MATERIALS PROVIDED
Start of Block
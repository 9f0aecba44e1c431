//! The COLA index (§4.3): a cache-oblivious lookup array used as the
//! filesystem's name→(size, head) directory.
//!
//! Runs are indexed `0..LEVELS`; run `i` occupies slots
//! `[2^i - 1, 2^{i+1} - 1)` and is either entirely empty or entirely
//! populated and sorted ascending by name. Lookup probes every populated
//! run; insert cascades a merge of runs `0..i` plus the new entry into
//! the first empty run `i`.

use colafs_err::{Error, FsError, Result};
use colafs_store::{BackingStore, DataStorage, Entry, LEVELS};
use log::warn;

pub struct Cola<'a, DS: DataStorage> {
    store: &'a BackingStore<DS>,
}

fn run_first(level: u32) -> usize {
    (1usize << level) - 1
}

fn run_capacity(level: u32) -> usize {
    1usize << level
}

impl<'a, DS: DataStorage> Cola<'a, DS> {
    pub fn new(store: &'a BackingStore<DS>) -> Self {
        Cola { store }
    }

    fn is_run_populated(&self, level: u32) -> Result<bool> {
        Ok(!self.store.read_entry(run_first(level))?.is_empty_slot())
    }

    /// Binary search within one populated, sorted run for `name`.
    fn binary_search_run(&self, level: u32, name: &str) -> Result<Option<usize>> {
        let first = run_first(level);
        let mut lo = 0i64;
        let mut hi = run_capacity(level) as i64 - 1;
        while lo <= hi {
            let mid = (lo + hi) / 2;
            let entry = self.store.read_entry(first + mid as usize)?;
            match entry.name().cmp(name) {
                std::cmp::Ordering::Equal => return Ok(Some(first + mid as usize)),
                std::cmp::Ordering::Less => lo = mid + 1,
                std::cmp::Ordering::Greater => hi = mid - 1,
            }
        }
        Ok(None)
    }

    /// Look up `name`; returns the slot index of the matching entry, if any.
    pub fn find(&self, name: &str) -> Result<Option<usize>> {
        for level in 0..LEVELS {
            if self.is_run_populated(level)? {
                if let Some(idx) = self.binary_search_run(level, name)? {
                    return Ok(Some(idx));
                }
            }
        }
        Ok(None)
    }

    /// Insert `entry`. Callers must have already checked `find` for
    /// absence — like the source, this does not re-check for a duplicate
    /// name (see spec §4.3.3).
    pub fn insert(&self, entry: Entry) -> Result<()> {
        let mut level = 0;
        while level < LEVELS {
            if !self.is_run_populated(level)? {
                break;
            }
            level += 1;
        }
        if level == LEVELS {
            warn!("COLA exhausted: every one of {LEVELS} runs is populated");
            return Err(Error::Fs(FsError::OutOfSpace));
        }

        if level == 0 {
            self.store.write_entry(0, &entry)?;
            return Ok(());
        }

        self.merge(level, entry)
    }

    /// k-way merge of runs `0..target` plus the singleton `new_entry`
    /// into run `target`, then clear the source runs.
    fn merge(&self, target: u32, new_entry: Entry) -> Result<()> {
        let mut heads: Vec<Option<usize>> = (0..target).map(|j| Some(run_first(j))).collect();
        let run_ends: Vec<usize> = (0..target).map(|j| run_first(j) + run_capacity(j)).collect();
        let mut new_inserted = false;

        let dst_first = run_first(target);
        let dst_len = run_capacity(target);

        for done in 0..dst_len {
            let min = self.find_min(&mut heads, &run_ends, &new_entry, &mut new_inserted)?;
            self.store.write_entry(dst_first + done, &min)?;
        }

        for j in 0..target {
            let empty = Entry::empty();
            for idx in run_first(j)..run_first(j) + run_capacity(j) {
                self.store.write_entry(idx, &empty)?;
            }
        }

        Ok(())
    }

    fn find_min(
        &self,
        heads: &mut [Option<usize>],
        run_ends: &[usize],
        new_entry: &Entry,
        new_inserted: &mut bool,
    ) -> Result<Entry> {
        let mut best: Option<(usize, Entry)> = None;
        for (j, head) in heads.iter().enumerate() {
            if let Some(idx) = head {
                let candidate = self.store.read_entry(*idx)?;
                let better = match &best {
                    None => true,
                    Some((_, cur)) => candidate.name() < cur.name(),
                };
                if better {
                    best = Some((j, candidate));
                }
            }
        }

        let run_is_min = match &best {
            None => false,
            Some((_, run_entry)) => *new_inserted || new_entry.name() > run_entry.name(),
        };

        if !run_is_min {
            *new_inserted = true;
            return Ok(*new_entry);
        }

        let (j, entry) = best.expect("run_is_min implies a populated run exists");
        let next = heads[j].unwrap() + 1;
        heads[j] = if next == run_ends[j] { None } else { Some(next) };
        Ok(entry)
    }

    /// Every populated entry across all runs, in no particular order —
    /// used by directory listing.
    pub fn entries(&self) -> Result<Vec<Entry>> {
        let mut out = Vec::new();
        for level in 0..LEVELS {
            if self.is_run_populated(level)? {
                let first = run_first(level);
                for idx in first..first + run_capacity(level) {
                    out.push(self.store.read_entry(idx)?);
                }
            }
        }
        Ok(out)
    }
}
End of Block
Which lines of the entries above contain the word "next"? Copy each of them.

        let next = heads[j].unwrap() + 1;
        heads[j] = if next == run_ends[j] { None } else { Some(next) };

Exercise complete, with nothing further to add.